Si los viajes al Norte de África, paliaron el retraso emocional que mi amigo, el nieto de la Portitxolera y yo arrastrábamos desde nuestro país emocionalmente antidemocrático, fue principalmente, al hecho de poder darnos cuenta que para muchos hombres de Al Magrhib, nosotros dos, cumplíamos los requisitos para ser seducidos, y por ello, supimos reconocer lo que podría significar la autoestima emocional para dos jóvenes de 18 años, si su país de origen hubiese sido emocionalmente democrático. Por suerte, aún llegábamos a tiempo para integrarlo a nuestro crecimiento personal: lo maravilloso que era ser mariquita.
Aún recuerdo, que en uno de nuestros viajes al continente africano, mi amigo, el nieto de la Portitxolera, se llevó toda una colección de verano de Francis Montesinos, que junto a su pelo largo, las camisas y los pantalones estampados de un sinfín de colores que vibraban al viento, provocaban a los ojos de quienes lo contemplaban: admiración y felicidad. Su enorme carisma, consistía en las fluctuaciones masculinas y femeninas que albergaba una misma persona, convirtiéndola en algo mágico y genuino.
Delante del espejo, mi amigo árabe solía perfilarse los ojos con una tintura negra, que desde muy pequeño formó parte de su acicalamiento. Mi gran admiración por su heterosexualidad revisada, me hacía sentirme muy cercano a él en muchos aspectos. Una tarde, antes de emprender el viaje a las ciudades donde tenía que hacer sus recitales, y encontrándonos los dos en el baño, le pedí la tintura negra para ponérmela en los ojos. De súbito, me miró y con mucho cariño me dijo: no te pintes los ojos, tu originalidad afeminada es tan excepcional que me privarías de tener un amigo como tú.
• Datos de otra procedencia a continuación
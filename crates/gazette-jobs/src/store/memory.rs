//! In-memory store with the same semantics as the Redis adapter.
//!
//! Backs the test suite: atomic pipelines run under a single lock, and
//! blocking pops park on a per-key `Notify` that pushes wake.

use super::{Store, StoreOp};
use crate::error::QueueResult;
use async_trait::async_trait;
use parking_lot::Mutex;
use std::collections::{HashMap, VecDeque};
use std::sync::Arc;
use std::time::Duration;
use tokio::sync::Notify;

#[derive(Default)]
struct Data {
    sorted: HashMap<String, Vec<(String, f64)>>,
    hashes: HashMap<String, HashMap<String, String>>,
    lists: HashMap<String, VecDeque<String>>,
    ttls: HashMap<String, Duration>,
}

/// Shared in-memory store.
#[derive(Default)]
pub(crate) struct MemoryStore {
    data: Mutex<Data>,
    wakers: Mutex<HashMap<String, Arc<Notify>>>,
}

impl MemoryStore {
    pub(crate) fn new() -> Self {
        Self::default()
    }

    /// TTL recorded for a key, if any. Expiry itself is not simulated.
    pub(crate) fn recorded_ttl(&self, key: &str) -> Option<Duration> {
        self.data.lock().ttls.get(key).copied()
    }

    fn waker(&self, key: &str) -> Arc<Notify> {
        self.wakers
            .lock()
            .entry(key.to_string())
            .or_default()
            .clone()
    }

    fn apply(data: &mut Data, op: &StoreOp) -> Option<String> {
        match op {
            StoreOp::SortedAdd { key, score, member } => {
                let set = data.sorted.entry(key.clone()).or_default();
                match set.iter_mut().find(|(m, _)| m == member) {
                    Some(entry) => entry.1 = *score,
                    None => set.push((member.clone(), *score)),
                }
                None
            }
            StoreOp::SortedRemove { key, members } => {
                if let Some(set) = data.sorted.get_mut(key) {
                    set.retain(|(m, _)| !members.contains(m));
                }
                None
            }
            StoreOp::HashSet { key, field, value } => {
                data.hashes
                    .entry(key.clone())
                    .or_default()
                    .insert(field.clone(), value.clone());
                None
            }
            StoreOp::HashDelete { key, fields } => {
                if let Some(hash) = data.hashes.get_mut(key) {
                    for field in fields {
                        hash.remove(field);
                    }
                }
                None
            }
            StoreOp::ListPushLeft { key, value } => {
                data.lists
                    .entry(key.clone())
                    .or_default()
                    .push_front(value.clone());
                Some(key.clone())
            }
            StoreOp::ListTrim { key, start, stop } => {
                if let Some(list) = data.lists.get_mut(key) {
                    let len = list.len() as i64;
                    let start = (*start).clamp(0, len);
                    let stop = if *stop < 0 { len + *stop } else { *stop }.min(len - 1);
                    if start > stop {
                        list.clear();
                    } else {
                        *list = list
                            .iter()
                            .skip(start as usize)
                            .take((stop - start + 1) as usize)
                            .cloned()
                            .collect();
                    }
                }
                None
            }
            StoreOp::Expire { key, ttl } => {
                data.ttls.insert(key.clone(), *ttl);
                None
            }
        }
    }
}

#[async_trait]
impl Store for MemoryStore {
    async fn sorted_add(&self, key: &str, score: f64, member: &str) -> QueueResult<()> {
        let mut data = self.data.lock();
        Self::apply(
            &mut data,
            &StoreOp::SortedAdd {
                key: key.to_string(),
                score,
                member: member.to_string(),
            },
        );
        Ok(())
    }

    async fn sorted_pop_max(&self, key: &str) -> QueueResult<Option<(String, f64)>> {
        let mut data = self.data.lock();
        let Some(set) = data.sorted.get_mut(key) else {
            return Ok(None);
        };
        let Some(max_idx) = set
            .iter()
            .enumerate()
            .max_by(|(_, (_, a)), (_, (_, b))| a.partial_cmp(b).expect("scores are finite"))
            .map(|(i, _)| i)
        else {
            return Ok(None);
        };
        Ok(Some(set.swap_remove(max_idx)))
    }

    async fn sorted_remove(&self, key: &str, members: &[String]) -> QueueResult<u64> {
        let mut data = self.data.lock();
        let Some(set) = data.sorted.get_mut(key) else {
            return Ok(0);
        };
        let before = set.len();
        set.retain(|(m, _)| !members.contains(m));
        Ok((before - set.len()) as u64)
    }

    async fn sorted_card(&self, key: &str) -> QueueResult<u64> {
        let data = self.data.lock();
        Ok(data.sorted.get(key).map_or(0, |s| s.len() as u64))
    }

    async fn hash_set(&self, key: &str, field: &str, value: &str) -> QueueResult<()> {
        let mut data = self.data.lock();
        data.hashes
            .entry(key.to_string())
            .or_default()
            .insert(field.to_string(), value.to_string());
        Ok(())
    }

    async fn hash_get(&self, key: &str, field: &str) -> QueueResult<Option<String>> {
        let data = self.data.lock();
        Ok(data.hashes.get(key).and_then(|h| h.get(field)).cloned())
    }

    async fn hash_get_all(&self, key: &str) -> QueueResult<HashMap<String, String>> {
        let data = self.data.lock();
        Ok(data.hashes.get(key).cloned().unwrap_or_default())
    }

    async fn hash_delete(&self, key: &str, fields: &[String]) -> QueueResult<u64> {
        let mut data = self.data.lock();
        let Some(hash) = data.hashes.get_mut(key) else {
            return Ok(0);
        };
        let mut removed = 0;
        for field in fields {
            if hash.remove(field).is_some() {
                removed += 1;
            }
        }
        Ok(removed)
    }

    async fn hash_len(&self, key: &str) -> QueueResult<u64> {
        let data = self.data.lock();
        Ok(data.hashes.get(key).map_or(0, |h| h.len() as u64))
    }

    async fn list_push_left(&self, key: &str, value: &str) -> QueueResult<u64> {
        let len = {
            let mut data = self.data.lock();
            let list = data.lists.entry(key.to_string()).or_default();
            list.push_front(value.to_string());
            list.len() as u64
        };
        self.waker(key).notify_one();
        Ok(len)
    }

    async fn list_trim(&self, key: &str, start: i64, stop: i64) -> QueueResult<()> {
        let mut data = self.data.lock();
        Self::apply(
            &mut data,
            &StoreOp::ListTrim {
                key: key.to_string(),
                start,
                stop,
            },
        );
        Ok(())
    }

    async fn list_len(&self, key: &str) -> QueueResult<u64> {
        let data = self.data.lock();
        Ok(data.lists.get(key).map_or(0, |l| l.len() as u64))
    }

    async fn blocking_pop_left(
        &self,
        key: &str,
        timeout: Duration,
    ) -> QueueResult<Option<String>> {
        let deadline = tokio::time::Instant::now() + timeout;
        loop {
            {
                let mut data = self.data.lock();
                if let Some(value) = data.lists.get_mut(key).and_then(VecDeque::pop_front) {
                    return Ok(Some(value));
                }
            }
            let notified = {
                let waker = self.waker(key);
                async move { waker.notified().await }
            };
            if tokio::time::timeout_at(deadline, notified).await.is_err() {
                return Ok(None);
            }
        }
    }

    async fn pipeline(&self, ops: &[StoreOp]) -> QueueResult<()> {
        let pushed: Vec<String> = {
            let mut data = self.data.lock();
            ops.iter()
                .filter_map(|op| Self::apply(&mut data, op))
                .collect()
        };
        for key in pushed {
            self.waker(&key).notify_one();
        }
        Ok(())
    }

    async fn expire(&self, key: &str, ttl: Duration) -> QueueResult<()> {
        let mut data = self.data.lock();
        data.ttls.insert(key.to_string(), ttl);
        Ok(())
    }
}

#[cfg(test)]
mod tests {
    use super::*;
    use std::sync::Arc;

    #[tokio::test]
    async fn test_sorted_pop_max_order() {
        let store = MemoryStore::new();
        store.sorted_add("z", 1.0, "low").await.unwrap();
        store.sorted_add("z", 3.0, "high").await.unwrap();
        store.sorted_add("z", 2.0, "mid").await.unwrap();

        let (member, score) = store.sorted_pop_max("z").await.unwrap().unwrap();
        assert_eq!(member, "high");
        assert_eq!(score, 3.0);
        let (member, _) = store.sorted_pop_max("z").await.unwrap().unwrap();
        assert_eq!(member, "mid");
        let (member, _) = store.sorted_pop_max("z").await.unwrap().unwrap();
        assert_eq!(member, "low");
        assert!(store.sorted_pop_max("z").await.unwrap().is_none());
    }

    #[tokio::test]
    async fn test_sorted_add_rescoring_keeps_one_member() {
        let store = MemoryStore::new();
        store.sorted_add("z", 1.0, "job").await.unwrap();
        store.sorted_add("z", 9.0, "job").await.unwrap();

        assert_eq!(store.sorted_card("z").await.unwrap(), 1);
        let (_, score) = store.sorted_pop_max("z").await.unwrap().unwrap();
        assert_eq!(score, 9.0);
    }

    #[tokio::test]
    async fn test_blocking_pop_times_out() {
        let store = MemoryStore::new();
        let popped = store
            .blocking_pop_left("empty", Duration::from_millis(50))
            .await
            .unwrap();
        assert!(popped.is_none());
    }

    #[tokio::test]
    async fn test_blocking_pop_wakes_on_push() {
        let store = Arc::new(MemoryStore::new());

        let waiter = {
            let store = store.clone();
            tokio::spawn(async move {
                store
                    .blocking_pop_left("wake", Duration::from_secs(5))
                    .await
                    .unwrap()
            })
        };

        tokio::time::sleep(Duration::from_millis(20)).await;
        store.list_push_left("wake", "hello").await.unwrap();

        let popped = waiter.await.unwrap();
        assert_eq!(popped.as_deref(), Some("hello"));
    }

    #[tokio::test]
    async fn test_list_trim_bounds() {
        let store = MemoryStore::new();
        for i in 0..5 {
            store
                .list_push_left("l", &format!("v{}", i))
                .await
                .unwrap();
        }
        // Head is v4 after five left-pushes.
        store.list_trim("l", 0, 2).await.unwrap();
        assert_eq!(store.list_len("l").await.unwrap(), 3);
    }

    #[tokio::test]
    async fn test_pipeline_is_atomic_batch() {
        let store = MemoryStore::new();
        store
            .pipeline(&[
                StoreOp::HashSet {
                    key: "h".to_string(),
                    field: "f".to_string(),
                    value: "v".to_string(),
                },
                StoreOp::SortedAdd {
                    key: "z".to_string(),
                    score: 1.0,
                    member: "m".to_string(),
                },
                StoreOp::Expire {
                    key: "h".to_string(),
                    ttl: Duration::from_secs(60),
                },
            ])
            .await
            .unwrap();

        assert_eq!(
            store.hash_get("h", "f").await.unwrap().as_deref(),
            Some("v")
        );
        assert_eq!(store.sorted_card("z").await.unwrap(), 1);
        assert_eq!(store.recorded_ttl("h"), Some(Duration::from_secs(60)));
    }
}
Mi padre siempre contaba, que hacía principios de los años 60 del siglo XX, mientras estaba trabajando para las minas de Pforzheim en La Selva Negra, le llamó muchísimo la atención, el hecho, de que sus compañeros turcos con los que compartía vestuario, siempre ocultaban su cuerpo porque el vello de sus genitales lo tenían completamente rasurado.
Desde que en 1985 comenzó mi carrera artística en el mundo de la danza, cada vez que finalizábamos los ensayos o las clases de técnica coreográfica, chicos y chicas nos desnudábamos todos juntos, compartiendo duchas colectivas enormes. Décadas más tarde, el director de Las Delicias Turcas, el holandés Paul Verhoeven, introduciría en su película Starship Troopers, una escena donde militares masculinos y femeninos, finalizaban sus cometidos marciales en una misma ducha colectiva. Mi particular modo de inscribir la desnudez en mi día a día, junto a los planeamientos occidentales más liberales, se vieron confrontados a la salida de mis entrenamientos de aikido, los cuales eran dirigidos por maestros norteafricanos. Eran las 21.00 horas, y como siempre después de la clase, solo tenía un cuarto de hora para poder cambiarme de ropa e irme a la parada de metro de Herrmann Debroux en dirección al centro de Bruxelles. De ahí, que mi paso bajo el agua apenas me daba tiempo para fijarme con quien compartía espacio. En una ocasión, mientras dos centroeuropeos, padre e hijo y yo nos estábamos duchando, irrumpieron dos jóvenes morenos, altos y fuertes, que contrastaban con la desnudez de los demás, al no desprenderse de sus bañadores mientras enjabonaban y enjuagaban sus cuerpos. Mi militancia a favor de Europa en 1992, me hizo sentir con la obligación de preguntarles porque no se desnudaban como los demás, una manera indirecta de reivindicar lo que para mí era la liberación masculinista en la nueva configuración de la Comunidad Europea, donde los españoles éramos parte protagonista. Con un perfecto francés colonial me respondieron, que la tenían muy grande.
La respuesta a la no desnudez de los compañeros turcos de mi padre y a la de los estudiantes norteafricanos de mis clases de aikido, respondía al precepto musulmán que prohibía mostrar la desnudez delante de hombres y de mujeres. Lo cual, implicaba el reconocimiento de que cualquier cuerpo de hombre o de mujer excitaba a cualquier cuerpo de ambos sexos, de ahí, su prohibición de exhibir la desnudez entre los musulmanes. La evidencia de lo que tiene de obsoleto nuestra base cultural, inscribe a nuestra cultura judeo-cristiana en un cajón de sastre afectivo y sexual. Desafortunadamente el orgullo radical de ser musulmán, se regocija cuando contempla a nuestra sociedad como esquizoide y antigua, principalmente al oírnos decir: los hombres pueden ponerse desnudos unos con otros porque no pasa nada. Por ello, si realmente fuésemos consecuentes con nuestra democracia emocional, hombres y mujeres deberían de poder compartir espacios comunes, sin prejuicio de mostrar su desnudez frente a ambos sexos.